超雨女のはずが、しかも梅雨真っ最中だというのに、今年はどういうわけだか休みのたびに天気がいい。
これはきっと「出かけろ」というドライブの神のお告げに違いない。
で、ずっと昔から写真で見て憧れていた山梨県南部の「佐野峠」と、魅力的な名前の「天子湖」、
それに全山アジサイですごいらしい「うつぶな公園」と、ついでに身延の「ゆばまん」を買ってこようかと出かけた。



東名:厚木あたり。梅雨にしてはいい感じの晴れ具合。




御殿場I.C直前の足柄S.Aは自衛隊員ウオッチングポイント。




R469、雲は多いものの見通しはいい。
どこかで停まってゆっくりと裾野を眺めたいと、通るたびいつも思うのだけれど、
地元車両や大型トレーラーの激流に呑まれ、機を逸して通り過ぎている。




高原地帯に差し掛かると富士山もくっきり。澄んだ大気を挟み、ただ山と対峙するだけになる。




恐らく、世界中の誰もがいちばん描かないであろう陥没のある姿を、突き付けられる。



(マウスオンで写真がチェンジ)
最新のGoogleマップでさえ把握していない完成道路工事現場を経て、富士宮郊外を駆け抜ける。




桜峠を越えたR469終盤の日向橋手前。渡って、右へ行くと天子湖へ行く林道になるらしいのだが…




どうも自信がないのでここは左折。十島駅手前の新万沢橋を渡ってR469を終点まで走り切り、R52に出る。




道の駅とみざわ。このたけのこモニュメントの内部は「公衆電話」。出来がいいだけに時代を感じる。




富栄橋を渡って10号・富士川身延線に戻る。
それ遠回りだろ、なんでさっき十島駅方面へ直進しなかったんだ?という意見もあるだろう。
単にね、道の駅に寄りたかったの。(笑)




井手駅は小さな無人駅。すぐ北側にある小さな踏切。その奥にはトイレのある駐車場。




以前、静岡県の林道へ行ったときにも見かけた「東海自然歩道」の案内。林道を嗜むなら是非とも見ておいた方がいい。
なぜなら、




すんごい情報量!だから。
これによると井手駅横の現在地から赤い線で佐野峠へとつながっているのがわかる。
でもこれを撮ったときはチラッと見ただけで、よーく見たのは帰宅してPCに落としたあと。意味ねー!

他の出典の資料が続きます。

//! reqwest implementation of the backend gateway traits.

use std::time::Duration;

use async_trait::async_trait;
use reqwest::multipart::{Form, Part};
use serde::de::DeserializeOwned;

use crate::domain::attachment::StoredFile;
use crate::domain::client_detail::ClientDetailsPage;
use crate::domain::reference::{Client, State};
use crate::domain::types::{AttachmentId, ClientDetailId};
use crate::dto::api::{
    ClientDetailsPageDto, ClientDto, FileDto, FilePart, MultipartPart, MultipartPayload, StateDto,
};
use crate::repository::errors::{RepositoryError, RepositoryResult};
use crate::repository::{
    ClientDetailsQuery, ClientDetailsReader, ClientDetailsWriter, FileReader, FileWriter,
    ReferenceReader,
};

/// HTTP client for one client records backend.
#[derive(Clone, Debug)]
pub struct HttpBackend {
    client: reqwest::Client,
    base_url: String,
}

impl HttpBackend {
    /// Builds a client for `base_url`, e.g. `https://localhost:7179/api`.
    pub fn new(base_url: impl Into<String>, timeout: Duration) -> RepositoryResult<Self> {
        let client = reqwest::Client::builder()
            .timeout(timeout)
            .build()
            .map_err(|err| RepositoryError::Transport(err.to_string()))?;
        Ok(Self::with_client(client, base_url))
    }

    /// Reuses an existing [`reqwest::Client`].
    pub fn with_client(client: reqwest::Client, base_url: impl Into<String>) -> Self {
        Self {
            client,
            base_url: base_url.into().trim_end_matches('/').to_string(),
        }
    }

    fn url(&self, path: &str) -> String {
        format!("{}/{}", self.base_url, path)
    }

    /// Passes successful responses through; anything else becomes an error
    /// carrying the response body as its message.
    async fn ensure_success(response: reqwest::Response) -> RepositoryResult<reqwest::Response> {
        let status = response.status();
        if status.is_success() {
            return Ok(response);
        }
        if status == reqwest::StatusCode::NOT_FOUND {
            return Err(RepositoryError::NotFound);
        }

        let body = response.text().await.unwrap_or_default();
        let message = match body.trim() {
            "" => status
                .canonical_reason()
                .unwrap_or("Unexpected backend response")
                .to_string(),
            text => text.to_string(),
        };
        Err(RepositoryError::Backend {
            status: status.as_u16(),
            message,
        })
    }

    async fn parse_response<T: DeserializeOwned>(response: reqwest::Response) -> RepositoryResult<T> {
        let bytes = Self::ensure_success(response).await?.bytes().await?;
        Ok(serde_json::from_slice(&bytes)?)
    }

    fn file_part(file: FilePart) -> RepositoryResult<Part> {
        Ok(Part::bytes(file.bytes)
            .file_name(file.filename)
            .mime_str(file.content_type)?)
    }

    fn form(payload: MultipartPayload) -> RepositoryResult<Form> {
        payload
            .parts
            .into_iter()
            .try_fold(Form::new(), |form, part| match part {
                MultipartPart::Text { name, value } => Ok(form.text(name, value)),
                MultipartPart::File(file) => Ok(form.part(
                    MultipartPayload::FILES_FIELD,
                    Self::file_part(file)?,
                )),
            })
    }
}

#[async_trait]
impl ClientDetailsReader for HttpBackend {
    async fn list_client_details(
        &self,
        query: &ClientDetailsQuery,
    ) -> RepositoryResult<ClientDetailsPage> {
        let response = self
            .client
            .get(self.url("ClientDetails"))
            .query(&query.params())
            .send()
            .await?;

        let dto: ClientDetailsPageDto = Self::parse_response(response).await?;
        Ok(ClientDetailsPage::from(dto))
    }
}

#[async_trait]
impl ClientDetailsWriter for HttpBackend {
    async fn create_client_details(&self, payload: MultipartPayload) -> RepositoryResult<()> {
        let response = self
            .client
            .post(self.url("ClientDetails"))
            .multipart(Self::form(payload)?)
            .send()
            .await?;

        Self::ensure_success(response).await.map(|_| ())
    }

    async fn update_client_details(
        &self,
        id: ClientDetailId,
        payload: MultipartPayload,
    ) -> RepositoryResult<()> {
        let response = self
            .client
            .put(self.url(&format!("ClientDetails/{id}")))
            .multipart(Self::form(payload)?)
            .send()
            .await?;

        Self::ensure_success(response).await.map(|_| ())
    }

    async fn delete_client_details(&self, id: ClientDetailId) -> RepositoryResult<()> {
        let response = self
            .client
            .delete(self.url(&format!("ClientDetails/{id}")))
            .send()
            .await?;

        Self::ensure_success(response).await.map(|_| ())
    }
}

#[async_trait]
impl ReferenceReader for HttpBackend {
    async fn list_clients(&self) -> RepositoryResult<Vec<Client>> {
        let response = self.client.get(self.url("Client")).send().await?;

        let dtos: Vec<ClientDto> = Self::parse_response(response).await?;
        Ok(dtos
            .into_iter()
            .map(Client::try_from)
            .collect::<Result<Vec<_>, _>>()?)
    }

    async fn list_states(&self) -> RepositoryResult<Vec<State>> {
        let response = self.client.get(self.url("State")).send().await?;

        let dtos: Vec<StateDto> = Self::parse_response(response).await?;
        Ok(dtos
            .into_iter()
            .map(State::try_from)
            .collect::<Result<Vec<_>, _>>()?)
    }
}

#[async_trait]
impl FileReader for HttpBackend {
    async fn list_files(
        &self,
        client_details_id: ClientDetailId,
    ) -> RepositoryResult<Vec<StoredFile>> {
        let response = self
            .client
            .get(self.url(&format!("File/clientDetails/{client_details_id}")))
            .send()
            .await?;

        let dtos: Vec<FileDto> = Self::parse_response(response).await?;
        Ok(dtos
            .into_iter()
            .map(StoredFile::try_from)
            .collect::<Result<Vec<_>, _>>()?)
    }
}

#[async_trait]
impl FileWriter for HttpBackend {
    async fn upload_files(
        &self,
        client_details_id: ClientDetailId,
        files: Vec<FilePart>,
    ) -> RepositoryResult<()> {
        let payload = files
            .into_iter()
            .fold(MultipartPayload::default(), MultipartPayload::file)
            .text("clientDetailsId", client_details_id.to_string());

        let response = self
            .client
            .post(self.url("File/upload"))
            .multipart(Self::form(payload)?)
            .send()
            .await?;

        Self::ensure_success(response).await.map(|_| ())
    }

    async fn delete_file(&self, id: AttachmentId) -> RepositoryResult<()> {
        let response = self
            .client
            .delete(self.url(&format!("File/{id}")))
            .send()
            .await?;

        Self::ensure_success(response).await.map(|_| ())
    }
}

駐車場入口から右へと上って行く細い道があって、でもその道が恐ろしいほどに暗い。進むのを躊躇する雰囲気。
もっさりと樹木が生い茂って湿っぽくて苔っぽくて狭くて急でカーブしている。
目をつぶるような気持ちで突入すると、やがてこんな林間の道に。




頭上が明るくなってきてほどなく、峠らしきところに出た。




あとで知ったのだけれど、「矢木沢峠」だそうだ。
写真右の暗がりから上ってきた。車の向こうへと延びて行く未舗装路は何だったっけな?
で、このまま道なりに下りて行ったら…




変形の四つ辻に出た。八幡神社の前だ。




神社右の階段奥には源立寺というお寺がある。




バス停の名がそのまんまだ。






直進が「これより森林基幹道三石山線」というやつで、右折が「これより11km梶原商店」。
ヘビの絵は梶原商店さんがマムシの養殖場だから。極小看板の佐野清涼荘も、なんだかすごそうだ。
まず天子湖へ行ってみるつもりだったので右折!のはずが、何を勘違いしたか三石山線へ進んでしまった。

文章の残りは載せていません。